I first have asked the poster to trace his insert select using events 10046


alter session set events '10046 trace name context forever, level 12';

INSERT /*+ append */ INTO my_table
(
champs_1,
champs_2,
champs_3,
champs_4,
champs_5,
champs_6,
champs_7
)
SELECT * FROM la_table_cible@mon_dblink ;

commit ;

alter session set events '10046 trace name context off';

I am not going to stress that I have asked the poster to ensure that his direct path load will not be silently ignored by Oracle in case the table “my_table” has trigger or foreign key integrity constraints implemented on it. I have also asked if there will be subsequent deletes (after the insert) on this table making future direct path load not reusing any freed space made by that delete.

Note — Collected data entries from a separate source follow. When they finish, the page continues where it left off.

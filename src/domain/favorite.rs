use std::collections::HashSet;
use std::fmt;
use std::str::FromStr;

use chrono::{DateTime, TimeZone, Utc};
use serde::{Deserialize, Serialize};

use crate::app::MushafError;
use crate::domain::catalog;

/// Address of a verse: chapter number and 1-based ordinal within it.
#[derive(Debug, Clone, Copy, PartialEq, Eq, Hash, PartialOrd, Ord)]
pub struct VerseKey {
    pub chapter: u16,
    pub ordinal: u16,
}

impl VerseKey {
    pub fn new(chapter: u16, ordinal: u16) -> Self {
        Self { chapter, ordinal }
    }
}

impl fmt::Display for VerseKey {
    fn fmt(&self, f: &mut fmt::Formatter<'_>) -> fmt::Result {
        write!(f, "{}:{}", self.chapter, self.ordinal)
    }
}

/// Parses `chapter:verse`, checking both against the chapter table.
impl FromStr for VerseKey {
    type Err = MushafError;

    fn from_str(s: &str) -> Result<Self, Self::Err> {
        let invalid = || MushafError::InvalidVerse(s.to_string());
        let (chapter, ordinal) = s.trim().split_once(':').ok_or_else(invalid)?;
        let chapter: u16 = chapter.trim().parse().map_err(|_| invalid())?;
        let ordinal: u16 = ordinal.trim().parse().map_err(|_| invalid())?;

        let info = catalog::chapter(chapter).ok_or(MushafError::ChapterOutOfRange(chapter))?;
        if ordinal == 0 || ordinal > info.verse_count {
            return Err(invalid());
        }
        Ok(Self::new(chapter, ordinal))
    }
}

#[derive(Debug, Clone, PartialEq, Eq, Serialize, Deserialize)]
#[serde(rename_all = "camelCase")]
pub struct Favorite {
    #[serde(rename = "surahNumber")]
    pub chapter: u16,
    #[serde(rename = "ayahNumber")]
    pub ordinal: u16,
    /// Milliseconds since the Unix epoch.
    pub timestamp: i64,
}

impl Favorite {
    pub fn new(key: VerseKey, created_at: DateTime<Utc>) -> Self {
        Self {
            chapter: key.chapter,
            ordinal: key.ordinal,
            timestamp: created_at.timestamp_millis(),
        }
    }

    pub fn key(&self) -> VerseKey {
        VerseKey::new(self.chapter, self.ordinal)
    }

    pub fn created_at(&self) -> Option<DateTime<Utc>> {
        Utc.timestamp_millis_opt(self.timestamp).single()
    }
}

/// The favorite set: insertion-ordered for persistence, hashed for lookup.
#[derive(Debug, Clone, Default, PartialEq, Eq)]
pub struct Favorites {
    entries: Vec<Favorite>,
    keys: HashSet<VerseKey>,
}

impl Favorites {
    pub fn new() -> Self {
        Self::default()
    }

    /// Build from a persisted list; a repeated key keeps its first entry.
    pub fn from_entries(entries: Vec<Favorite>) -> Self {
        let mut favorites = Self::new();
        for entry in entries {
            if favorites.keys.insert(entry.key()) {
                favorites.entries.push(entry);
            }
        }
        favorites
    }

    pub fn contains(&self, key: VerseKey) -> bool {
        self.keys.contains(&key)
    }

    /// Add the key if absent, remove it if present. Returns the new state.
    pub fn toggle(&mut self, key: VerseKey, now: DateTime<Utc>) -> bool {
        if self.keys.remove(&key) {
            self.entries.retain(|f| f.key() != key);
            false
        } else {
            self.keys.insert(key);
            self.entries.push(Favorite::new(key, now));
            true
        }
    }

    pub fn entries(&self) -> &[Favorite] {
        &self.entries
    }

    pub fn len(&self) -> usize {
        self.entries.len()
    }

    pub fn is_empty(&self) -> bool {
        self.entries.is_empty()
    }
}

#[cfg(test)]
mod tests {
    use super::*;

    #[test]
    fn test_toggle_twice_restores_state() {
        let mut favorites = Favorites::new();
        let key = VerseKey::new(2, 255);
        let before = favorites.clone();

        assert!(favorites.toggle(key, Utc::now()));
        assert!(favorites.contains(key));
        assert!(!favorites.toggle(key, Utc::now()));
        assert!(!favorites.contains(key));
        assert_eq!(favorites, before);
    }

    #[test]
    fn test_toggle_keeps_other_entries_in_order() {
        let mut favorites = Favorites::new();
        let now = Utc::now();
        favorites.toggle(VerseKey::new(1, 1), now);
        favorites.toggle(VerseKey::new(1, 2), now);
        favorites.toggle(VerseKey::new(1, 3), now);
        favorites.toggle(VerseKey::new(1, 2), now);

        let keys: Vec<_> = favorites.entries().iter().map(Favorite::key).collect();
        assert_eq!(keys, vec![VerseKey::new(1, 1), VerseKey::new(1, 3)]);
    }

    #[test]
    fn test_same_ordinal_different_chapter_is_distinct() {
        let mut favorites = Favorites::new();
        favorites.toggle(VerseKey::new(1, 1), Utc::now());
        assert!(!favorites.contains(VerseKey::new(2, 1)));
    }

    #[test]
    fn test_from_entries_dedups() {
        let entry = Favorite {
            chapter: 1,
            ordinal: 5,
            timestamp: 1_700_000_000_000,
        };
        let favorites = Favorites::from_entries(vec![entry.clone(), entry]);
        assert_eq!(favorites.len(), 1);
    }

    #[test]
    fn test_favorite_json_shape() {
        let favorite = Favorite {
            chapter: 36,
            ordinal: 58,
            timestamp: 1_700_000_000_000,
        };
        let json = serde_json::to_string(&favorite).unwrap();
        assert_eq!(
            json,
            r#"{"surahNumber":36,"ayahNumber":58,"timestamp":1700000000000}"#
        );
        assert!(favorite.created_at().is_some());
    }

    #[test]
    fn test_parse_verse_key() {
        assert_eq!("2:255".parse::<VerseKey>().unwrap(), VerseKey::new(2, 255));
        assert_eq!(" 1 : 7 ".parse::<VerseKey>().unwrap(), VerseKey::new(1, 7));
        assert!("1:8".parse::<VerseKey>().is_err());
        assert!("1:0".parse::<VerseKey>().is_err());
        assert!("2-255".parse::<VerseKey>().is_err());
        assert!(matches!(
            "115:1".parse::<VerseKey>(),
            Err(MushafError::ChapterOutOfRange(115))
        ));
    }
}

The generated trace file profiled via orasrp profiler shows that 98% of the insert/select response time is spent waiting in the event SQL*Net message from dblink.

Up to this step, we persuaded the poster that his initial guess of committing every 1000 records was not the ultimate solution; but instead he should focus on reducing the volume of data transferred from the distant data base to the local one. The poster sends us the explain plan and Statistics of the select part when this one is executed in the distant data base

Statistics
----------------------------------------------
212        recursive calls
3          db block gets
678993     consistent gets
483744     physical reads
592        redo size
124692665  bytes sent via SQL*Net TO client
1391305    bytes received via SQL*Net FROM client
126437     SQL*Net roundtrips TO/FROM client
17         sorts (memory)
0          sorts (disk)
1896535    rows processed

He is selecting 1,896,535 records via 126,437 SQL*Net roundtrips meaning that he is using the default arraysize which is 15 (1,896,535/126,437). For this, he did 0.358 (678,993/1,896,535) logical read for each selected row which seems to be quite acceptable. But, he is sending a very large amount of data 124MB over a data base link and making a hundred of thousands SQL*Net roundtrips. Note, that he is doing also a fairly large amount of physical read (483,744) when compared to the total number of logical reads (678,993).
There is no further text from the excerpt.